Most solopreneurs can write one excellent newsletter. Almost none can publish a competent one every week for fifty-two weeks. The cadence gap is the whole diagnostic. So before you commit to a year, you test a week — and you watch closely for the place where it slows.

The question this week tests: Can I plan, write, publish, and break apart one substantial piece inside seven days — and notice exactly what slowed me — so I learn which part of the year-long version would break?

The four places it can break: input (the time to think), output (the time to draft), distribution (the courage to send), identity (the belief that this is yours to do). The week tells you which one is yours.

What you do for 7 days

The Day 7 answer is the decision. If you can't lock a thirty-day commitment from it, the week has told you which smaller thing to fix first.
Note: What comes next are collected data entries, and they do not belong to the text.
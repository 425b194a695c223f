//! Tests for chat REST handlers.

use super::*;
use crate::domain::{ChatMessage, ChatRoom, ParticipantPair, Role, UserId};
use crate::inbound::http::test_utils::{TestPorts, bearer, user};
use actix_web::http::StatusCode;
use actix_web::{App, test as actix_test};
use chrono::{TimeZone, Utc};
use pagination::Paginated;
use rstest::rstest;
use serde_json::{Value, json};
use uuid::Uuid;

async fn send(state: web::Data<HttpState>, req: actix_test::TestRequest) -> (StatusCode, Value) {
    let app = actix_test::init_service(
        App::new().app_data(state).service(
            web::scope("/api/v1")
                .service(open_room)
                .service(list_rooms)
                .service(list_messages)
                .service(post_message)
                .service(edit_message)
                .service(delete_message),
        ),
    )
    .await;
    let res = actix_test::call_service(&app, req.to_request()).await;
    let status = res.status();
    let body: Value = actix_test::read_body_json(res).await;
    (status, body)
}

fn message(room_id: Uuid, sender_id: UserId, content: &str) -> ChatMessage {
    ChatMessage {
        id: Uuid::new_v4(),
        room_id,
        sender_id,
        content: content.to_owned(),
        edited_at: None,
        deleted: false,
        created_at: Utc
            .with_ymd_and_hms(2030, 1, 1, 9, 0, 0)
            .single()
            .expect("instant"),
    }
}

#[rstest]
#[actix_web::test]
async fn opening_a_room_returns_sorted_participants() {
    let learner = user(Role::Learner);
    let learner_id = learner.id;
    let other = UserId::random();
    let mut ports = TestPorts::authenticating(&learner);
    ports
        .chat
        .expect_open_room()
        .withf(move |actor, participant| actor.user_id == learner_id && *participant == other)
        .returning(move |_, participant| {
            Ok(ChatRoom {
                id: Uuid::new_v4(),
                participants: ParticipantPair::new(learner_id, *participant)
                    .expect("distinct users"),
                created_at: Utc::now(),
            })
        });

    let (status, body) = send(
        ports.into_state(),
        actix_test::TestRequest::post()
            .uri("/api/v1/chat/rooms")
            .insert_header(bearer())
            .set_json(json!({"participantId": other})),
    )
    .await;
    assert_eq!(status, StatusCode::OK);
    let ids = body["participantIds"].as_array().expect("participant ids");
    assert_eq!(ids.len(), 2);
    assert!(ids[0].as_str() < ids[1].as_str());
}

#[rstest]
#[actix_web::test]
async fn self_chat_is_a_bad_request() {
    let learner = user(Role::Learner);
    let learner_id = learner.id;
    let mut ports = TestPorts::authenticating(&learner);
    ports
        .chat
        .expect_open_room()
        .returning(|_, _| Err(Error::invalid_request("cannot open a chat with yourself")));

    let (status, _) = send(
        ports.into_state(),
        actix_test::TestRequest::post()
            .uri("/api/v1/chat/rooms")
            .insert_header(bearer())
            .set_json(json!({"participantId": learner_id})),
    )
    .await;
    assert_eq!(status, StatusCode::BAD_REQUEST);
}

#[rstest]
#[actix_web::test]
async fn message_pages_include_links() {
    let learner = user(Role::Learner);
    let sender = learner.id;
    let room_id = Uuid::new_v4();
    let mut ports = TestPorts::authenticating(&learner);
    ports
        .chat
        .expect_messages()
        .withf(move |_, room, before, limit| *room == room_id && before.is_none() && *limit == 1)
        .returning(move |_, room, _, limit| {
            Ok(Paginated {
                data: vec![message(*room, sender, "hello")],
                limit,
                next_cursor: Some("next-token".to_owned()),
            })
        });

    let (status, body) = send(
        ports.into_state(),
        actix_test::TestRequest::get()
            .uri(&format!("/api/v1/chat/rooms/{room_id}/messages?limit=1"))
            .insert_header(bearer()),
    )
    .await;
    assert_eq!(status, StatusCode::OK);
    assert_eq!(body["data"][0]["content"], json!("hello"));
    assert_eq!(body["nextCursor"], json!("next-token"));
    let next = body["links"]["next"].as_str().expect("next link");
    assert!(next.ends_with("cursor=next-token&limit=1"));
}

#[rstest]
#[actix_web::test]
async fn malformed_cursors_are_rejected() {
    let learner = user(Role::Learner);
    let (status, body) = send(
        TestPorts::authenticating(&learner).into_state(),
        actix_test::TestRequest::get()
            .uri(&format!(
                "/api/v1/chat/rooms/{}/messages?cursor=!!",
                Uuid::new_v4()
            ))
            .insert_header(bearer()),
    )
    .await;
    assert_eq!(status, StatusCode::BAD_REQUEST);
    assert_eq!(body["details"]["field"], json!("cursor"));
}

#[rstest]
#[actix_web::test]
async fn posting_returns_created() {
    let learner = user(Role::Learner);
    let sender = learner.id;
    let mut ports = TestPorts::authenticating(&learner);
    ports
        .chat
        .expect_post()
        .withf(|_, _, content| content == "hi there")
        .returning(move |_, room, content| Ok(message(*room, sender, content)));

    let (status, body) = send(
        ports.into_state(),
        actix_test::TestRequest::post()
            .uri(&format!("/api/v1/chat/rooms/{}/messages", Uuid::new_v4()))
            .insert_header(bearer())
            .set_json(json!({"content": "hi there"})),
    )
    .await;
    assert_eq!(status, StatusCode::CREATED);
    assert_eq!(body["senderId"], json!(sender.as_uuid()));
}

#[rstest]
#[actix_web::test]
async fn editing_someone_elses_message_is_forbidden() {
    let learner = user(Role::Learner);
    let mut ports = TestPorts::authenticating(&learner);
    ports
        .chat
        .expect_edit()
        .returning(|_, _, _| Err(Error::forbidden("only the sender may edit a message")));

    let (status, _) = send(
        ports.into_state(),
        actix_test::TestRequest::patch()
            .uri(&format!("/api/v1/chat/messages/{}", Uuid::new_v4()))
            .insert_header(bearer())
            .set_json(json!({"content": "changed"})),
    )
    .await;
    assert_eq!(status, StatusCode::FORBIDDEN);
}

#[rstest]
#[actix_web::test]
async fn deletion_blanks_the_content() {
    let learner = user(Role::Learner);
    let sender = learner.id;
    let mut ports = TestPorts::authenticating(&learner);
    ports.chat.expect_delete().returning(move |_, _| {
        let mut gone = message(Uuid::new_v4(), sender, "");
        gone.deleted = true;
        Ok(gone)
    });

    let (status, body) = send(
        ports.into_state(),
        actix_test::TestRequest::delete()
            .uri(&format!("/api/v1/chat/messages/{}", Uuid::new_v4()))
            .insert_header(bearer()),
    )
    .await;
    assert_eq!(status, StatusCode::OK);
    assert_eq!(body["deleted"], json!(true));
    assert_eq!(body["content"], json!(""));
}
//! Page request parameters and response envelopes.

use serde::{Deserialize, Serialize};
use url::Url;

use crate::cursor::{Cursor, CursorError};

/// Page size used when the client does not request one.
pub const DEFAULT_LIMIT: usize = 50;
/// Largest page size a client may request.
pub const MAX_LIMIT: usize = 100;

/// Client-supplied page parameters.
#[derive(Debug, Clone, Default, PartialEq, Eq, Serialize, Deserialize)]
#[serde(rename_all = "camelCase")]
pub struct PageParams {
    /// Opaque cursor returned by a previous page.
    pub cursor: Option<String>,
    /// Requested page size.
    pub limit: Option<usize>,
}

impl PageParams {
    /// Effective page size clamped to `1..=MAX_LIMIT`.
    ///
    /// # Examples
    /// ```
    /// use pagination::{MAX_LIMIT, PageParams};
    ///
    /// let params = PageParams { cursor: None, limit: Some(500) };
    /// assert_eq!(params.limit(), MAX_LIMIT);
    /// ```
    #[must_use]
    pub fn limit(&self) -> usize {
        self.limit.unwrap_or(DEFAULT_LIMIT).clamp(1, MAX_LIMIT)
    }

    /// Decode the cursor, if present.
    ///
    /// # Errors
    /// Returns [`CursorError`] when the supplied token is malformed.
    pub fn decode_cursor<K>(&self) -> Result<Option<Cursor<K>>, CursorError>
    where
        K: serde::de::DeserializeOwned,
    {
        self.cursor.as_deref().map(Cursor::decode).transpose()
    }
}

/// Hypermedia links accompanying a page.
#[derive(Debug, Clone, PartialEq, Eq, Serialize, Deserialize)]
pub struct PaginationLinks {
    /// Link to the current page.
    #[serde(rename = "self")]
    pub self_: String,
    /// Link to the next page, when one exists.
    #[serde(skip_serializing_if = "Option::is_none")]
    pub next: Option<String>,
}

impl PaginationLinks {
    /// Build links from the request URL, replacing the `cursor` and `limit`
    /// query parameters for the next page.
    #[must_use]
    pub fn from_request(request_url: &Url, limit: usize, next_cursor: Option<&str>) -> Self {
        let next = next_cursor.map(|cursor| {
            let mut next = request_url.clone();
            let retained: Vec<(String, String)> = request_url
                .query_pairs()
                .filter(|(name, _)| name != "cursor" && name != "limit")
                .map(|(name, value)| (name.into_owned(), value.into_owned()))
                .collect();
            {
                let mut pairs = next.query_pairs_mut();
                pairs.clear();
                for (name, value) in &retained {
                    pairs.append_pair(name, value);
                }
                pairs.append_pair("cursor", cursor);
                pairs.append_pair("limit", &limit.to_string());
            }
            next.to_string()
        });
        Self {
            self_: request_url.to_string(),
            next,
        }
    }
}

/// Page of results with an optional continuation cursor.
#[derive(Debug, Clone, PartialEq, Eq, Serialize, Deserialize)]
#[serde(rename_all = "camelCase")]
pub struct Paginated<T> {
    /// Items on this page.
    pub data: Vec<T>,
    /// Effective page size.
    pub limit: usize,
    /// Cursor for the next page, absent on the last page.
    #[serde(skip_serializing_if = "Option::is_none")]
    pub next_cursor: Option<String>,
}

impl<T> Paginated<T> {
    /// Build a page from `limit + 1` over-fetched items.
    ///
    /// When more than `limit` items are supplied the surplus is dropped and a
    /// cursor pointing at the last retained item is produced via `key_of`.
    ///
    /// # Errors
    /// Returns [`CursorError`] when the key cannot be encoded.
    ///
    /// # Examples
    /// ```
    /// use pagination::Paginated;
    ///
    /// let page = Paginated::from_overfetched(vec![5, 4, 3], 2, |item| *item)
    ///     .expect("page builds");
    /// assert_eq!(page.data, vec![5, 4]);
    /// assert!(page.next_cursor.is_some());
    /// ```
    pub fn from_overfetched<K, F>(
        mut items: Vec<T>,
        limit: usize,
        key_of: F,
    ) -> Result<Self, CursorError>
    where
        K: Serialize,
        F: Fn(&T) -> K,
    {
        let has_more = items.len() > limit;
        items.truncate(limit);
        let next_cursor = match (has_more, items.last()) {
            (true, Some(last)) => Some(Cursor::new(key_of(last)).encode()?),
            _ => None,
        };
        Ok(Self {
            data: items,
            limit,
            next_cursor,
        })
    }

    /// Transform the items while keeping the paging metadata.
    pub fn map<U, F>(self, f: F) -> Paginated<U>
    where
        F: FnMut(T) -> U,
    {
        Paginated {
            data: self.data.into_iter().map(f).collect(),
            limit: self.limit,
            next_cursor: self.next_cursor,
        }
    }
}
What this experiment grows

Not writing skill. Stamina — the capacity to keep showing up to the page after the first week's novelty is gone.

Here's the arc that proves the payoff. In April 2021, Linh's Facebook account — 40,000 followers, twelve years of posts — was disabled overnight. The primary channel, gone. Two months later she started the newsletter.

Her own line: "Có lẽ điều mình tự tin nhất khi phát triển bản tin này đó là đã kiên trì đeo bám được suốt 1 năm qua... bản tin này là bản tin mình có cam kết và được xuất bản đều đặn nhất." The thing she's most confident about isn't the writing — it's that she held the rhythm for a year without breaking it.

The compounding payoff, across four years: around 600 million in net newsletter revenue, plus everything downstream of it. The consistency was the only multiplier. The writing was already good in year one.

The week tends to fail on Day 3, in perfectionism — so ship the rough draft, you can always re-draft on Day 4. Or it fails on Day 7, in the silence after publishing. Silence after you send isn't failure. It's just the quiet before the rhythm has had time to compound.

Where it pairs

This experiment walks with articulation collapse — the moment the thing you meant to say comes out smaller than you meant it, or doesn't come out at all. The publishing freeze is the same freeze, on a weekly clock. The Reflection Bot workflow is the daily partner: it holds the Day 7 questions every week, so the rhythm has a witness and the four blockers stay named instead of vague.

One week. One piece, shipped. The rhythm, started — which is the only part that ever mattered.